● **DATASET**:
use crate::error::{CompileError, CompileResult};
use crate::ir::{Constant, Declaration, Entry, Function, IRType, Instruction, Stream, Unit, Value};
use crate::session::{Session, Signature, Variable};
use crate::types::Type;
use std::collections::{HashMap, HashSet};

pub mod ledger;

pub use ledger::{AllocId, Allocation, Ledger, Ownership, Scope};

#[cfg(test)]
pub mod test;

/// A variable as seen by emitted code.
#[derive(Debug, Clone, PartialEq)]
pub struct VarRef {
    pub name: String,
    pub ty: Type,
    /// Address of the variable's storage.
    pub ptr: Value,
    pub alloc: Option<AllocId>,
    pub global: bool,
}

/// Symbol of a user variable. Globals and locals share it; the `Value`
/// variant holding it decides between `@` and `%`.
pub fn variable_symbol(name: &str) -> String {
    format!("usr_{}", name)
}

pub fn function_symbol(name: &str) -> String {
    format!("fn_{}", name)
}

pub fn is_identifier(name: &str) -> bool {
    let mut chars = name.chars();
    match chars.next() {
        Some(c) if c.is_ascii_alphabetic() || c == '_' => {}
        _ => return false,
    }
    chars.all(|c| c.is_ascii_alphanumeric() || c == '_')
}

/// State of one compilation unit: local symbols, counters, the declaration
/// header and finished function bodies. Globals, functions and the
/// allocation ledger live in the [`Session`].
pub struct Module<'s> {
    session: &'s mut Session,
    name: String,
    scope: Scope,
    locals: HashMap<String, Variable>,
    declared: HashSet<String>,
    declarations: Vec<Declaration>,
    functions: Vec<Function>,
    register_counter: usize,
    block_counter: usize,
    slot_counter: usize,
}

impl<'s> Module<'s> {
    pub fn new(session: &'s mut Session, name: impl Into<String>) -> Self {
        Self {
            session,
            name: name.into(),
            scope: Scope::TopLevel,
            locals: HashMap::new(),
            declared: HashSet::new(),
            declarations: Vec::new(),
            functions: Vec::new(),
            register_counter: 0,
            block_counter: 0,
            slot_counter: 0,
        }
    }

    pub fn session(&self) -> &Session {
        self.session
    }

    pub fn scope(&self) -> Scope {
        self.scope
    }

    pub fn new_register(&mut self) -> String {
        let reg = format!("reg_{}", self.register_counter);
        self.register_counter += 1;
        reg
    }

    /// Number used to make the labels of one block construct unique.
    pub fn new_block_id(&mut self) -> usize {
        let id = self.block_counter;
        self.block_counter += 1;
        id
    }

    /// Adds `declaration` to the header unless its name is already there.
    pub fn ensure_declared(&mut self, declaration: Declaration) {
        if self.declared.insert(declaration.name().to_string()) {
            self.declarations.push(declaration);
        }
    }

    pub fn declarations(&self) -> &[Declaration] {
        &self.declarations
    }

    /// Type of `name` without emitting anything.
    pub fn lookup(&self, name: &str) -> Option<&Variable> {
        self.locals
            .get(name)
            .or_else(|| self.session.global(name))
    }

    pub fn new_variable(
        &mut self,
        out: &mut Stream,
        name: &str,
        ty: &Type,
    ) -> CompileResult<VarRef> {
        if !is_identifier(name) || Type::is_type_name(name) {
            return Err(CompileError::semantic(format!(
                "'{}' is not a valid variable name",
                name
            )));
        }

        let global = self.scope == Scope::TopLevel;
        let exists = if global {
            self.session.global(name).is_some()
        } else {
            self.locals.contains_key(name)
        };
        if exists {
            return Err(CompileError::semantic(format!(
                "variable '{}' is already declared",
                name
            )));
        }

        let variable = Variable {
            ty: ty.clone(),
            alloc: None,
        };
        let ptr = if global {
            let symbol = variable_symbol(name);
            self.session.insert_global(name, variable);
            self.ensure_declared(Declaration::Global {
                name: symbol.clone(),
                ty: ty.ir_type(),
                init: Some(ty.zero()),
            });
            Value::Global(symbol)
        } else {
            let symbol = variable_symbol(name);
            self.locals.insert(name.to_string(), variable);
            out.add_instruction(Instruction::Alloca {
                dest: symbol.clone(),
                ty: ty.ir_type(),
            });
            Value::Register(symbol)
        };

        Ok(VarRef {
            name: name.to_string(),
            ty: ty.clone(),
            ptr,
            alloc: None,
            global,
        })
    }

    /// Resolves a variable, declaring globals defined by earlier units.
    pub fn get_variable(&mut self, name: &str) -> Option<VarRef> {
        if let Some(local) = self.locals.get(name) {
            return Some(VarRef {
                name: name.to_string(),
                ty: local.ty.clone(),
                ptr: Value::Register(variable_symbol(name)),
                alloc: local.alloc,
                global: false,
            });
        }

        let global = self.session.global(name)?.clone();
        let symbol = variable_symbol(name);
        self.ensure_declared(Declaration::Global {
            name: symbol.clone(),
            ty: global.ty.ir_type(),
            init: None,
        });
        Some(VarRef {
            name: name.to_string(),
            ty: global.ty,
            ptr: Value::Global(symbol),
            alloc: global.alloc,
            global: true,
        })
    }

    fn set_owner(&mut self, var: &VarRef, alloc: Option<AllocId>) {
        let entry = if var.global {
            self.session.global_mut(&var.name)
        } else {
            self.locals.get_mut(&var.name)
        };
        if let Some(entry) = entry {
            entry.alloc = alloc;
        }
    }

    /// Emits a heap allocation of `count` elements and records it as owned
    /// by the current scope. The pointer lives in a dedicated stack slot; a
    /// previous pointer still in that slot (from an earlier loop iteration)
    /// is freed first.
    pub fn allocate(&mut self, out: &mut Stream, element: &Type, count: Value) -> (Value, AllocId) {
        let slot = format!("alloc_{}", self.slot_counter);
        self.slot_counter += 1;
        out.add_instruction(Instruction::Alloca {
            dest: slot.clone(),
            ty: IRType::Ptr,
        });
        let previous = self.new_register();
        out.add_instruction(Instruction::Load {
            dest: previous.clone(),
            ptr: Value::Register(slot.clone()),
            ty: IRType::Ptr,
        });
        out.add_instruction(Instruction::Free {
            ptr: Value::Register(previous),
        });

        let ptr = self.new_register();
        out.add_instruction(Instruction::Malloc {
            dest: ptr.clone(),
            ty: element.ir_type(),
            count: count.clone(),
        });
        out.add_instruction(Instruction::Store {
            value: Value::Register(ptr.clone()),
            ptr: Value::Register(slot.clone()),
            ty: IRType::Ptr,
        });

        let id = self
            .session
            .ledger_mut()
            .record(self.scope, Value::Register(slot));
        self.session.options.trace.memory(|| {
            format!(
                "will allocate {} x {} ({} bytes each) as allocation {}",
                count,
                element,
                element.size(),
                id
            )
        });
        (Value::Register(ptr), id)
    }

    /// Whether `id` is a live allocation still owned by its scope.
    pub fn is_fresh(&self, id: AllocId) -> bool {
        self.session
            .ledger()
            .get(id)
            .is_some_and(Allocation::is_scope_owned)
    }

    /// Makes `var` the owner of allocation `id`.
    pub fn mark_ownership_transferred(
        &mut self,
        out: &mut Stream,
        id: AllocId,
        var: &VarRef,
    ) -> CompileResult<()> {
        let scope = if var.global {
            Scope::TopLevel
        } else {
            Scope::Function
        };
        let slot = self
            .session
            .ledger()
            .get(id)
            .map(|a| a.slot.clone())
            .ok_or_else(|| CompileError::resource(format!("allocation {} is not live", id)))?;
        self.session
            .ledger_mut()
            .transfer(id, &var.name, var.ptr.clone(), scope)?;
        out.add_instruction(Instruction::Store {
            value: Value::Constant(Constant::Null),
            ptr: slot,
            ty: IRType::Ptr,
        });
        self.set_owner(var, Some(id));
        self.session
            .options
            .trace
            .memory(|| format!("allocation {} now belongs to '{}'", id, var.name));
        Ok(())
    }

    /// Drops ownership bookkeeping for `var` without freeing anything.
    pub fn clear_owner(&mut self, var: &VarRef) {
        self.set_owner(var, None);
    }

    /// Frees allocation `id`, whose current address is `ptr`.
    pub fn free_allocation(&mut self, out: &mut Stream, id: AllocId, ptr: Value) -> CompileResult<()> {
        self.session.ledger_mut().remove(id)?;
        out.add_instruction(Instruction::Free { ptr });
        self.session
            .options
            .trace
            .memory(|| format!("will free allocation {}", id));
        Ok(())
    }

    fn emit_release(&mut self, out: &mut Stream, allocation: Allocation) {
        let holder = match allocation.ownership {
            Ownership::Scope => allocation.slot,
            Ownership::User { ptr, .. } => ptr,
        };
        let reg = self.new_register();
        out.add_instruction(Instruction::Load {
            dest: reg.clone(),
            ptr: holder,
            ty: IRType::Ptr,
        });
        out.add_instruction(Instruction::Free {
            ptr: Value::Register(reg),
        });
        self.session
            .options
            .trace
            .memory(|| format!("will free allocation {} at end of scope", allocation.id));
    }

    /// Frees what the current scope still owns.
    pub fn end_scope(&mut self, out: &mut Stream) {
        let released = self.session.ledger_mut().drain_scope(self.scope);
        for allocation in released {
            self.emit_release(out, allocation);
        }
    }

    /// Frees every remaining allocation, including those held by globals.
    pub fn end_program(&mut self, out: &mut Stream) {
        let released = self.session.ledger_mut().drain_all();
        for allocation in released {
            self.emit_release(out, allocation);
        }
    }

    pub fn begin_function(&mut self) {
        self.scope = Scope::Function;
        self.locals.clear();
    }

    pub fn end_function(&mut self, function: Function) {
        self.push_function(function);
        self.locals.clear();
        self.scope = Scope::TopLevel;
    }

    /// Registers a user function so calls (including recursive ones) resolve.
    pub fn register_function(
        &mut self,
        name: &str,
        params: Vec<(String, Type)>,
        returns: Type,
    ) -> CompileResult<Signature> {
        if self.session.function(name).is_some() {
            return Err(CompileError::semantic(format!(
                "function '{}' is already defined",
                name
            )));
        }
        let signature = Signature {
            symbol: function_symbol(name),
            params,
            returns,
        };
        // the definition is in this unit, so never emit a declaration for it
        self.declared.insert(signature.symbol.clone());
        self.session.insert_function(name, signature.clone());
        Ok(signature)
    }

    pub fn push_function(&mut self, function: Function) {
        self.functions.push(function);
    }

    pub fn into_unit(self, entry: Option<Entry>) -> Unit {
        Unit {
            name: self.name,
            declarations: self.declarations,
            functions: self.functions,
            entry,
        }
    }
}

● **PROBLEM REQUIREMENTS**:
Using the records above, select and copy every line that has the word "crate".

● **EXERCISE RESPONSE**:
use crate::error::{CompileError, CompileResult};
use crate::ir::{Constant, Declaration, Entry, Function, IRType, Instruction, Stream, Unit, Value};
use crate::session::{Session, Signature, Variable};
use crate::types::Type;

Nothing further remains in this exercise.